(Beginning of Supplied information)
//! The flow hash table.
//!
//! Fixed bucket count, one mutex per bucket, bucket-local operations only
//! while the lock is held. Lookup canonicalises the 5-tuple so both
//! directions land in the same bucket; creation is refused (and emergency
//! mode entered) once the flow budget is spent.

use crate::config::FlowConfig;
use crate::flow::{Flow, FlowKey, FlowPhase, FlowTimeouts, FLOW_EMERG};
use crate::packet::{Packet, PacketFlags};
use crate::utils::time::Timestamp;

use std::collections::hash_map::DefaultHasher;
use std::hash::{Hash, Hasher};
use std::sync::atomic::{AtomicBool, AtomicU64, AtomicUsize, Ordering};
use std::sync::{Arc, Mutex};

use hashlink::LinkedHashMap;

type Bucket = Mutex<LinkedHashMap<FlowKey, Arc<Flow>>>;

/// How a packet's flow lookup was satisfied.
#[derive(Debug, Copy, Clone, PartialEq, Eq)]
pub enum Attach {
    Existing,
    Created,
}

/// The engine-wide flow table.
pub struct FlowTable {
    buckets: Vec<Bucket>,
    hash_seed: u64,
    max_flows: usize,
    flow_cnt: AtomicUsize,
    emergency: AtomicBool,
    emerg_entered: AtomicU64,
    timeouts: FlowTimeouts,
}

impl FlowTable {
    pub fn new(cfg: &FlowConfig) -> Self {
        let bucket_cnt = cfg.hash_size.max(1);
        let mut buckets = Vec::with_capacity(bucket_cnt);
        for _ in 0..bucket_cnt {
            buckets.push(Mutex::new(LinkedHashMap::new()));
        }
        FlowTable {
            buckets,
            hash_seed: cfg.hash_seed,
            max_flows: cfg.max_flows,
            flow_cnt: AtomicUsize::new(0),
            emergency: AtomicBool::new(false),
            emerg_entered: AtomicU64::new(0),
            timeouts: FlowTimeouts::from(cfg),
        }
    }

    fn bucket_of(&self, key: &FlowKey) -> &Bucket {
        let mut hasher = DefaultHasher::new();
        self.hash_seed.hash(&mut hasher);
        key.hash(&mut hasher);
        let idx = (hasher.finish() as usize) % self.buckets.len();
        &self.buckets[idx]
    }

    /// Looks up or creates the flow for `pkt` and attaches it: sets the
    /// packet's flow reference and direction, bumps `use_cnt`, stamps
    /// `lastts`, and updates the per-direction counters.
    ///
    /// Returns `None` when no flow could be attached (undecoded packet, or
    /// budget exhausted).
    pub fn handle_packet(&self, pkt: &mut Packet) -> Option<Attach> {
        let (key, src, dst) = match FlowKey::from_packet(pkt) {
            Some(parts) => parts,
            None => return None,
        };

        let (flow, attach) = {
            let mut bucket = self.bucket_of(&key).lock().unwrap();
            if let Some(flow) = bucket.get(&key) {
                (Arc::clone(flow), Attach::Existing)
            } else {
                if self.flow_cnt.load(Ordering::Acquire) >= self.max_flows {
                    self.enter_emergency();
                    return None;
                }
                let flow = Arc::new(Flow::new(key.clone(), src, dst, pkt.ts));
                if self.emergency.load(Ordering::Acquire) {
                    flow.set_flags(FLOW_EMERG);
                }
                bucket.insert(key, Arc::clone(&flow));
                self.flow_cnt.fetch_add(1, Ordering::AcqRel);
                (flow, Attach::Created)
            }
        };

        flow.touch(pkt.ts);
        flow.incr_use();
        let dir = flow.direction_of(src);
        flow.account(dir, pkt.data.len() as u64);
        if flow.phase() == FlowPhase::Established {
            pkt.flags |= PacketFlags::Established;
        }
        pkt.direction = dir;
        pkt.flow = Some(flow);
        Some(attach)
    }

    /// Plain lookup without attachment.
    pub fn lookup(&self, key: &FlowKey) -> Option<Arc<Flow>> {
        self.bucket_of(key).lock().unwrap().get(key).cloned()
    }

    /// Removes flows idle past their timeout with no outstanding
    /// references. Returns the number reclaimed.
    pub fn expire(&self, now: Timestamp) -> usize {
        let emerg = self.in_emergency();
        let mut removed = 0;
        for bucket in &self.buckets {
            let mut bucket = bucket.lock().unwrap();
            let expired: Vec<FlowKey> = bucket
                .iter()
                .filter(|(_, flow)| {
                    if flow.use_cnt() != 0 {
                        return false;
                    }
                    let timeout = self
                        .timeouts
                        .for_proto(flow.key().proto())
                        .pick(flow.phase(), emerg);
                    now.secs_since(flow.last_ts()) >= timeout
                })
                .map(|(key, _)| key.clone())
                .collect();
            for key in expired {
                bucket.remove(&key);
                removed += 1;
            }
        }
        if removed > 0 {
            self.flow_cnt.fetch_sub(removed, Ordering::AcqRel);
            self.maybe_recover();
        }
        removed
    }

    /// Drops every flow with no outstanding references. Used at shutdown
    /// after the pipeline has drained.
    pub fn drain(&self) -> usize {
        let mut removed = 0;
        for bucket in &self.buckets {
            let mut bucket = bucket.lock().unwrap();
            let keys: Vec<FlowKey> = bucket
                .iter()
                .filter(|(_, f)| f.use_cnt() == 0)
                .map(|(k, _)| k.clone())
                .collect();
            for key in keys {
                bucket.remove(&key);
                removed += 1;
            }
        }
        self.flow_cnt.fetch_sub(removed, Ordering::AcqRel);
        removed
    }

    fn enter_emergency(&self) {
        if !self.emergency.swap(true, Ordering::AcqRel) {
            self.emerg_entered.fetch_add(1, Ordering::Relaxed);
            log::warn!("flow table full ({} flows), entering emergency mode", self.max_flows);
        }
    }

    fn maybe_recover(&self) {
        if self.emergency.load(Ordering::Acquire)
            && self.flow_cnt.load(Ordering::Acquire) < self.max_flows * 3 / 4
        {
            self.emergency.store(false, Ordering::Release);
            log::info!("flow table pressure subsided, leaving emergency mode");
        }
    }

    #[inline]
    pub fn len(&self) -> usize {
        self.flow_cnt.load(Ordering::Acquire)
    }

    #[inline]
    pub fn is_empty(&self) -> bool {
        self.len() == 0
    }

    #[inline]
    pub fn in_emergency(&self) -> bool {
        self.emergency.load(Ordering::Acquire)
    }

    pub fn emerg_entered_count(&self) -> u64 {
        self.emerg_entered.load(Ordering::Relaxed)
    }
}

#[cfg(test)]
pub(crate) mod tests {
    use super::*;
    use crate::config::FlowConfig;
    use crate::packet::{Datalink, Direction, IpMeta, TcpMeta, Transport};
    use std::net::{IpAddr, Ipv4Addr};

    fn test_config(max_flows: usize) -> FlowConfig {
        FlowConfig {
            max_flows,
            hash_size: 16,
            ..FlowConfig::default()
        }
    }

    pub(crate) fn meta_packet(
        src: [u8; 4],
        dst: [u8; 4],
        sport: u16,
        dport: u16,
        ts: Timestamp,
    ) -> Packet {
        let mut pkt = Packet::default();
        pkt.init(&[0u8; 60], Datalink::Ethernet, ts);
        pkt.l3 = Some(IpMeta {
            src: IpAddr::V4(Ipv4Addr::from(src)),
            dst: IpAddr::V4(Ipv4Addr::from(dst)),
            proto: 6,
            version: 4,
            hdr_offset: 14,
            hdr_len: 20,
            payload_len: 20,
        });
        pkt.transport = Some(Transport::Tcp(TcpMeta {
            sport,
            dport,
            payload_offset: 54,
            payload_len: 0,
            ..TcpMeta::default()
        }));
        pkt
    }

    fn release(pkt: &mut Packet) {
        if let Some(flow) = pkt.flow.take() {
            flow.decr_use();
        }
    }

    #[test]
    fn both_directions_hit_one_flow() {
        let table = FlowTable::new(&test_config(10));
        let mut fwd = meta_packet([10, 0, 0, 1], [10, 0, 0, 2], 4000, 80, Timestamp::new(1, 0));
        let mut rev = meta_packet([10, 0, 0, 2], [10, 0, 0, 1], 80, 4000, Timestamp::new(2, 0));
        assert_eq!(table.handle_packet(&mut fwd), Some(Attach::Created));
        assert_eq!(table.handle_packet(&mut rev), Some(Attach::Existing));
        assert_eq!(table.len(), 1);
        assert_eq!(fwd.direction, Direction::ToServer);
        assert_eq!(rev.direction, Direction::ToClient);
        let flow = fwd.flow.as_ref().unwrap();
        assert_eq!(flow.use_cnt(), 2);
        assert_eq!(flow.last_ts(), Timestamp::new(2, 0));
        release(&mut fwd);
        release(&mut rev);
    }

    #[test]
    fn budget_exhaustion_enters_emergency() {
        let table = FlowTable::new(&test_config(1));
        let mut a = meta_packet([1, 1, 1, 1], [2, 2, 2, 2], 1, 2, Timestamp::new(1, 0));
        let mut b = meta_packet([3, 3, 3, 3], [4, 4, 4, 4], 3, 4, Timestamp::new(1, 0));
        assert_eq!(table.handle_packet(&mut a), Some(Attach::Created));
        assert_eq!(table.handle_packet(&mut b), None);
        assert!(table.in_emergency());
        assert!(b.flow.is_none());
        release(&mut a);
    }

    #[test]
    fn expire_honours_use_cnt_and_timeout() {
        let cfg = test_config(10);
        let table = FlowTable::new(&cfg);
        let mut pkt = meta_packet([1, 1, 1, 1], [2, 2, 2, 2], 1, 2, Timestamp::new(100, 0));
        table.handle_packet(&mut pkt);

        // Referenced: never reclaimed regardless of age.
        let far_future = Timestamp::new(100 + cfg.tcp_timeout_new + 10, 0);
        assert_eq!(table.expire(far_future), 0);

        release(&mut pkt);
        // Unreferenced but not yet timed out.
        assert_eq!(table.expire(Timestamp::new(101, 0)), 0);
        // Unreferenced and aged out.
        assert_eq!(table.expire(far_future), 1);
        assert_eq!(table.len(), 0);
    }

    #[test]
    fn emergency_uses_shorter_timeouts_and_recovers() {
        let mut cfg = test_config(1);
        cfg.tcp_timeout_new = 1000;
        cfg.tcp_emerg_timeout_new = 1;
        let table = FlowTable::new(&cfg);

        let mut a = meta_packet([1, 1, 1, 1], [2, 2, 2, 2], 1, 2, Timestamp::new(10, 0));
        table.handle_packet(&mut a);
        release(&mut a);

        // Fill pressure: second distinct tuple is refused.
        let mut b = meta_packet([3, 3, 3, 3], [4, 4, 4, 4], 3, 4, Timestamp::new(11, 0));
        assert_eq!(table.handle_packet(&mut b), None);
        assert!(table.in_emergency());

        // Under emergency the 1s timeout applies instead of 1000s.
        assert_eq!(table.expire(Timestamp::new(20, 0)), 1);
        assert!(!table.in_emergency());
    }
}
(End of Supplied information)
*Problem requirements:* Whenever a line of the data holds the string "DefaultHasher", pick that line out.

*Written response:*
use std::collections::hash_map::DefaultHasher;
        let mut hasher = DefaultHasher::new();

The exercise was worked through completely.